= Mehdi Aminrazavi =

Iranian Scholar

Mehdi Aminrazavi (born September 22, 1957) is an Iranian scholar of philosophy and mysticism. He is the Kurt Leidecker Chair in Asian Studies and a professor of philosophy and religion as well as director of the Center for Middle Eastern Studies Program at the University of Mary Washington.

==Biography==
Born in Mashhad, Iran, Aminrazavi studied at the University of Washington in Seattle and received his bachelor's degree in Architecture and city planning and a master's in philosophy. He then transferred to Temple University where he received his master's in religious studies and a Ph.D. in philosophy of religion.
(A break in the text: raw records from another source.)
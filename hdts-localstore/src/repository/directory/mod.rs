pub mod employee_user_repository;
pub mod factory;

pub use employee_user_repository::EmployeeUserRepositoryImpl;
pub use factory::{DirectoryRepoFactory, DirectoryRepositories};
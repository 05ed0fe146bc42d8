use async_trait::async_trait;
use chrono::{DateTime, Utc};
use std::sync::Arc;
use tracing::warn;

use hdts_db::models::activity::ActivityLogEntryModel;
use hdts_db::repository::backend::StorageBackend;
use hdts_db::repository::list_all::ListAll;

use crate::keys::ACTIVITY_LOGS_KEY;

/// Repository over the append-only activity log collection.
///
/// Every operation re-reads the persisted JSON array and appends rewrite it
/// whole; there is no cache layer in between.
pub struct ActivityLogRepositoryImpl<B: StorageBackend> {
    pub(crate) backend: Arc<B>,
}

impl<B: StorageBackend> ActivityLogRepositoryImpl<B> {
    pub fn new(backend: Arc<B>) -> Self {
        Self { backend }
    }

    /// Entries whose `user_id` matches
    pub async fn find_by_user_id(
        &self,
        user_id: i64,
    ) -> Result<Vec<ActivityLogEntryModel>, Box<dyn std::error::Error + Send + Sync>> {
        Self::find_by_user_id_impl(self, user_id).await
    }

    /// Entries whose `target_id` matches, regardless of `target_type`
    pub async fn find_by_target_id(
        &self,
        target_id: &str,
    ) -> Result<Vec<ActivityLogEntryModel>, Box<dyn std::error::Error + Send + Sync>> {
        Self::find_by_target_id_impl(self, target_id).await
    }

    /// The `limit` newest entries, sorted by descending timestamp
    pub async fn find_recent(
        &self,
        limit: usize,
    ) -> Result<Vec<ActivityLogEntryModel>, Box<dyn std::error::Error + Send + Sync>> {
        Self::find_recent_impl(self, limit).await
    }

    /// Entries with `start <= timestamp <= end`
    pub async fn find_by_date_range(
        &self,
        start: DateTime<Utc>,
        end: DateTime<Utc>,
    ) -> Result<Vec<ActivityLogEntryModel>, Box<dyn std::error::Error + Send + Sync>> {
        Self::find_by_date_range_impl(self, start, end).await
    }

    /// Deserialize the whole collection. An unwritten key reads as an empty
    /// log; a malformed document is an error, never silently replaced.
    pub(super) async fn read_all(
        repo: &ActivityLogRepositoryImpl<B>,
    ) -> Result<Vec<ActivityLogEntryModel>, Box<dyn std::error::Error + Send + Sync>> {
        match repo.backend.read(ACTIVITY_LOGS_KEY).await? {
            Some(raw) => match serde_json::from_str(&raw) {
                Ok(entries) => Ok(entries),
                Err(err) => {
                    warn!("persisted document under '{ACTIVITY_LOGS_KEY}' failed to parse: {err}");
                    Err(err.into())
                }
            },
            None => Ok(Vec::new()),
        }
    }

    pub(super) async fn write_all(
        repo: &ActivityLogRepositoryImpl<B>,
        entries: &[ActivityLogEntryModel],
    ) -> Result<(), Box<dyn std::error::Error + Send + Sync>> {
        let raw = serde_json::to_string(entries)?;
        repo.backend.write(ACTIVITY_LOGS_KEY, &raw).await
    }
}

#[async_trait]
impl<B: StorageBackend> ListAll<B, ActivityLogEntryModel> for ActivityLogRepositoryImpl<B> {
    async fn list_all(
        &self,
    ) -> Result<Vec<ActivityLogEntryModel>, Box<dyn std::error::Error + Send + Sync>> {
        Self::read_all(self).await
    }
}

#[cfg(test)]
mod tests {
    use super::*;
    use crate::test_helper::setup_test_context;

    #[tokio::test]
    async fn test_list_all_returns_seeded_entries(
    ) -> Result<(), Box<dyn std::error::Error + Send + Sync>> {
        let ctx = setup_test_context().await?;
        let repo = &ctx.activity_repos().activity_log_repository;

        let entries = repo.list_all().await?;
        assert_eq!(entries.len(), 9);
        assert_eq!(entries[0].id, 1);
        Ok(())
    }

    #[tokio::test]
    async fn test_corrupted_document_is_an_error(
    ) -> Result<(), Box<dyn std::error::Error + Send + Sync>> {
        let ctx = setup_test_context().await?;
        ctx.backend.write(ACTIVITY_LOGS_KEY, "{not json").await?;

        let repo = &ctx.activity_repos().activity_log_repository;
        let result = repo.list_all().await;
        assert!(result.is_err());
        let err = result.unwrap_err();
        assert!(err.downcast_ref::<serde_json::Error>().is_some());
        Ok(())
    }
}
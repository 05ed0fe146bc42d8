pub mod factory;
pub mod ticket_repository;

pub use factory::{TicketingRepoFactory, TicketingRepositories};
pub use ticket_repository::TicketRepositoryImpl;
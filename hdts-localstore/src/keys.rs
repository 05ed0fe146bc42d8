//! Fixed store keys, one per collection.
//!
//! Every repository owns exactly one key; the value under it is a single
//! JSON document (an array for record collections, a scalar for the admin
//! access token). The `JsonFileBackend` turns each key into `<key>.json`.

pub const ACTIVITY_LOGS_KEY: &str = "hdts_activity_logs";
pub const EMPLOYEE_USERS_KEY: &str = "hdts_employee_users";
pub const TICKETS_KEY: &str = "hdts_tickets";
pub const ADMIN_ACCESS_TOKEN_KEY: &str = "hdts_admin_access_token";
He has been teaching at the University of Mary Washington since 1990.

==Affiliations==
Aminrazavi is a member of a number of prestigious national and international philosophical and religious organizations including the American Academy of Religion, the American Philosophical Association and the Middle Eastern Society of America.

==Works==
- Philosophy, Religion and the Question of Intolerance (1997)
- Suhrawardi and the School of Illumination (1997)
- Philosophy, Religion, and the Question of Intolerance (1997) with David Ambuel
- An Anthology of Philosophy in Persia with Seyyed Hossein Nasr
- The Islamic Intellectual Tradition in Persia (1996) with Seyyed Hossein Nasr
- The Wine Of Wisdom: The Life, Work, And The Legacy Of Omar Khayyam (2005)
- Islamic Philosophy & Theology: An Online Textbook for Colleges (2010).